What you have to do - In the listing below, tally each line that contains "executed". Reply with the total only.

Source data -
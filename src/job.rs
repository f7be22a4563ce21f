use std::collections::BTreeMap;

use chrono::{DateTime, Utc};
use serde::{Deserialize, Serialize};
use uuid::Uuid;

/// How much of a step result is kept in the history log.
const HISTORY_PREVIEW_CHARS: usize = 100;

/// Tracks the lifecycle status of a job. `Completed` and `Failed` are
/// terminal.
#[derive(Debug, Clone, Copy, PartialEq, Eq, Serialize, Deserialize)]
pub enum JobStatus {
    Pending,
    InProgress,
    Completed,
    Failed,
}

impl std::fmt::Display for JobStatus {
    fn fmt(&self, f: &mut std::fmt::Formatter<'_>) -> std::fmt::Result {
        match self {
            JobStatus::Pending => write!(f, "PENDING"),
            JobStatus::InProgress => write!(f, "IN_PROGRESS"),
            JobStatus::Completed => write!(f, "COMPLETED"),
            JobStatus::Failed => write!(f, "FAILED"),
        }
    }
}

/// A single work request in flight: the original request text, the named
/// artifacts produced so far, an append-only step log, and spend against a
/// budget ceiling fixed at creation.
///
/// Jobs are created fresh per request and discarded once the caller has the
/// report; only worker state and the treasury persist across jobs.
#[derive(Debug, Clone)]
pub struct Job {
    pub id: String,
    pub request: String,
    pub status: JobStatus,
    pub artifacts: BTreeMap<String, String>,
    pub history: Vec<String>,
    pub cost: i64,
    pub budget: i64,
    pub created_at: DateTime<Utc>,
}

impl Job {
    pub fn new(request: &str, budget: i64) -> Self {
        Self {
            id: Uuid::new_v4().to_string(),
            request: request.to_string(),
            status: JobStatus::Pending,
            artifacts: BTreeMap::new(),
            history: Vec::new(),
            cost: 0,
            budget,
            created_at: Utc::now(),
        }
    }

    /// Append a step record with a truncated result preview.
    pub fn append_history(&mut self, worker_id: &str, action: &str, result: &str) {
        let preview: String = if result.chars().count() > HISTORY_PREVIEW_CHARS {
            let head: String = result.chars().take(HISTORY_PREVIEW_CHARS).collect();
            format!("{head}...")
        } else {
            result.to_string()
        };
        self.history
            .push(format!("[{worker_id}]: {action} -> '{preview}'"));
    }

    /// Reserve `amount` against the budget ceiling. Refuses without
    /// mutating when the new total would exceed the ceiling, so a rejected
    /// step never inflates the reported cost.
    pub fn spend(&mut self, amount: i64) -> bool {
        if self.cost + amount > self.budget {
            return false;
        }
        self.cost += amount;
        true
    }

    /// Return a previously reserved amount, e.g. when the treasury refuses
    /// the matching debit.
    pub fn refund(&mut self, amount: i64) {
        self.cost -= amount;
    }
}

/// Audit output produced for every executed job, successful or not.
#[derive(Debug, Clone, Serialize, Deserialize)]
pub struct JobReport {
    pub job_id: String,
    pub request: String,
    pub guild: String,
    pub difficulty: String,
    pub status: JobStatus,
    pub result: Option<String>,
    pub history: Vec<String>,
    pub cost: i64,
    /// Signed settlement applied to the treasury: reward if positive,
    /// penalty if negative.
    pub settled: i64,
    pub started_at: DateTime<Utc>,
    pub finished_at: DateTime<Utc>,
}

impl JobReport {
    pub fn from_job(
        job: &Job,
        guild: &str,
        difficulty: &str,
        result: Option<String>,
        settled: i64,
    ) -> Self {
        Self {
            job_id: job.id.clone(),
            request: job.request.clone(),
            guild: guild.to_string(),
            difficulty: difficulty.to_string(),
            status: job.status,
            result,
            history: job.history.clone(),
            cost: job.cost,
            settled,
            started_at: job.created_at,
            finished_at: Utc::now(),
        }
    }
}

* * *

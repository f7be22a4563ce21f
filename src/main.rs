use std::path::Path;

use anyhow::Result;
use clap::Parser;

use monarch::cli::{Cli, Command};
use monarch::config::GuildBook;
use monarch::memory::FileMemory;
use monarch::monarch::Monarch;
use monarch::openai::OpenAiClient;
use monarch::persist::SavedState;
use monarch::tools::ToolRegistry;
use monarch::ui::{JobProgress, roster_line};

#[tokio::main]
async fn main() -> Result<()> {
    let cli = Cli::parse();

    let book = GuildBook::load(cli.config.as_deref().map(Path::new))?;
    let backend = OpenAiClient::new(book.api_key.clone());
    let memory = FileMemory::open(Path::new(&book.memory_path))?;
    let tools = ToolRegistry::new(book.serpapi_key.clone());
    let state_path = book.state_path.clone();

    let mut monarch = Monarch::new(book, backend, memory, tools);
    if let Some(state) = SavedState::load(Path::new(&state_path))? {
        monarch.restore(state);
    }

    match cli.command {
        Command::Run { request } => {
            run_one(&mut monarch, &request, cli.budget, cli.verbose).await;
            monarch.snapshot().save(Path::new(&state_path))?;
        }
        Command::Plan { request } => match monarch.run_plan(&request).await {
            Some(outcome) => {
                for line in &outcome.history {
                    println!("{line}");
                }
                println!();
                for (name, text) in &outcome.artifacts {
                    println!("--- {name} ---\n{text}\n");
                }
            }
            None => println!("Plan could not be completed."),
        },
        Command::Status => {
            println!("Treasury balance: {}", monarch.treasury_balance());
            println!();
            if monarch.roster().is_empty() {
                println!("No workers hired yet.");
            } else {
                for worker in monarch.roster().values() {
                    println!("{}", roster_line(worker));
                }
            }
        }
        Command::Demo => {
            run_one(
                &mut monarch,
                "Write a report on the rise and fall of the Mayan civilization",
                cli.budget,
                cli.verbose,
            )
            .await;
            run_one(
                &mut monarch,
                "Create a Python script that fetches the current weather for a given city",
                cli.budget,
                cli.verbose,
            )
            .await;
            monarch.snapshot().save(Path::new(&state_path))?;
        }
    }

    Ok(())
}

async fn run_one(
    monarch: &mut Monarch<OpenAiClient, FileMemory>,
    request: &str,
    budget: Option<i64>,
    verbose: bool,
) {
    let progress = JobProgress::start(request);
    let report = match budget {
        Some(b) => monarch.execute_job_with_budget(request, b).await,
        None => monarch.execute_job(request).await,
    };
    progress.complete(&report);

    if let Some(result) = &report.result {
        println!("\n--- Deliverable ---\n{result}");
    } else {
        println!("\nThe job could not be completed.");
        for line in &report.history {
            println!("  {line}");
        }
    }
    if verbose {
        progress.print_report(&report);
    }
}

---

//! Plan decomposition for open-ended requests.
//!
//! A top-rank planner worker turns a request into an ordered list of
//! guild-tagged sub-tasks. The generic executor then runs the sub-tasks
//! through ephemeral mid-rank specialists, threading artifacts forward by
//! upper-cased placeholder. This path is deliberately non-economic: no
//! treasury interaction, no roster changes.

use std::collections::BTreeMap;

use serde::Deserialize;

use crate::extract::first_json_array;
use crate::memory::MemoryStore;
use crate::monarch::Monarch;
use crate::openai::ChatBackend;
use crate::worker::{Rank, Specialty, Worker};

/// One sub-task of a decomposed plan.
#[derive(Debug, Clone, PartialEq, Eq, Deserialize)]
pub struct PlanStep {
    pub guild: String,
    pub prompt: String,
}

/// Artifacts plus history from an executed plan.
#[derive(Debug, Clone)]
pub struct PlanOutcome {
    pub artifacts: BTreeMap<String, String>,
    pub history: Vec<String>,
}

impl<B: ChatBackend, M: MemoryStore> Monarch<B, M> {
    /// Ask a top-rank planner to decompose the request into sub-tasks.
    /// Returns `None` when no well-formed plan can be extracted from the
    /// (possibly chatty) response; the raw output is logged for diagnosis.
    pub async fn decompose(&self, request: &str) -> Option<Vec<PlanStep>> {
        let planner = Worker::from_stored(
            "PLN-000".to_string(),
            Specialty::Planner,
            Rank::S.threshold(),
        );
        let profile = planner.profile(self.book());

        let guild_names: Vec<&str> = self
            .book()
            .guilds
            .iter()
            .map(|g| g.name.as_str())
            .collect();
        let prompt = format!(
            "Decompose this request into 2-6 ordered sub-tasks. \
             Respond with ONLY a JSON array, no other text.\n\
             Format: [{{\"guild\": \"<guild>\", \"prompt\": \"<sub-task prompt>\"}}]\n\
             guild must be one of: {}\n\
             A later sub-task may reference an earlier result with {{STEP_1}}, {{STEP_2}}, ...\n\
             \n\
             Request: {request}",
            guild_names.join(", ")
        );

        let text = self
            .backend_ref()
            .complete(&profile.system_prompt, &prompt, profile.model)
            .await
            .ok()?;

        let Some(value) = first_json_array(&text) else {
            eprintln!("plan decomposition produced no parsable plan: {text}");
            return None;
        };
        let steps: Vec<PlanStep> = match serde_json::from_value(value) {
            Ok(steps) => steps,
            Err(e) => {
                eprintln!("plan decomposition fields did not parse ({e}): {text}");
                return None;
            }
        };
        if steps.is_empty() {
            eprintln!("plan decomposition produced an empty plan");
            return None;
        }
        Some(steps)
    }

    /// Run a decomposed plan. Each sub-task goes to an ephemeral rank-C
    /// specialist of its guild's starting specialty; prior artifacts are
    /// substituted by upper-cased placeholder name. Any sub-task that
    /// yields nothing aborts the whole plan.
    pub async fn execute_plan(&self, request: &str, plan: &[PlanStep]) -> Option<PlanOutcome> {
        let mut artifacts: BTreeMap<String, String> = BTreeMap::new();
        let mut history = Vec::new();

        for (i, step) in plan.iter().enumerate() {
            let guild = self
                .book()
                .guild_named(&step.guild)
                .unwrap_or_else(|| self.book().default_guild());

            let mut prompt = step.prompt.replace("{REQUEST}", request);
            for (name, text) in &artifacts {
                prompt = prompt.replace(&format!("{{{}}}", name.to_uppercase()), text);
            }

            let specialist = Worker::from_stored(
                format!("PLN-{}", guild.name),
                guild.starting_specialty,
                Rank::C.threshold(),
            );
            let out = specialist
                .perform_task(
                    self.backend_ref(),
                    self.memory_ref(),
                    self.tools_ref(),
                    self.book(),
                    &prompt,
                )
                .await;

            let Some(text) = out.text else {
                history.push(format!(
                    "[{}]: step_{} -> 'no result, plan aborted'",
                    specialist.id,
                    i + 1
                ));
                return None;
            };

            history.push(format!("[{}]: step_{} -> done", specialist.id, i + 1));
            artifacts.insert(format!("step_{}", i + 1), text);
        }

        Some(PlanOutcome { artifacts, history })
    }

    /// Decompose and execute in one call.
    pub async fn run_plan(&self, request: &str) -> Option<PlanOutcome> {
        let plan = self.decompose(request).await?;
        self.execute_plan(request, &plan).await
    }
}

Your solution - 2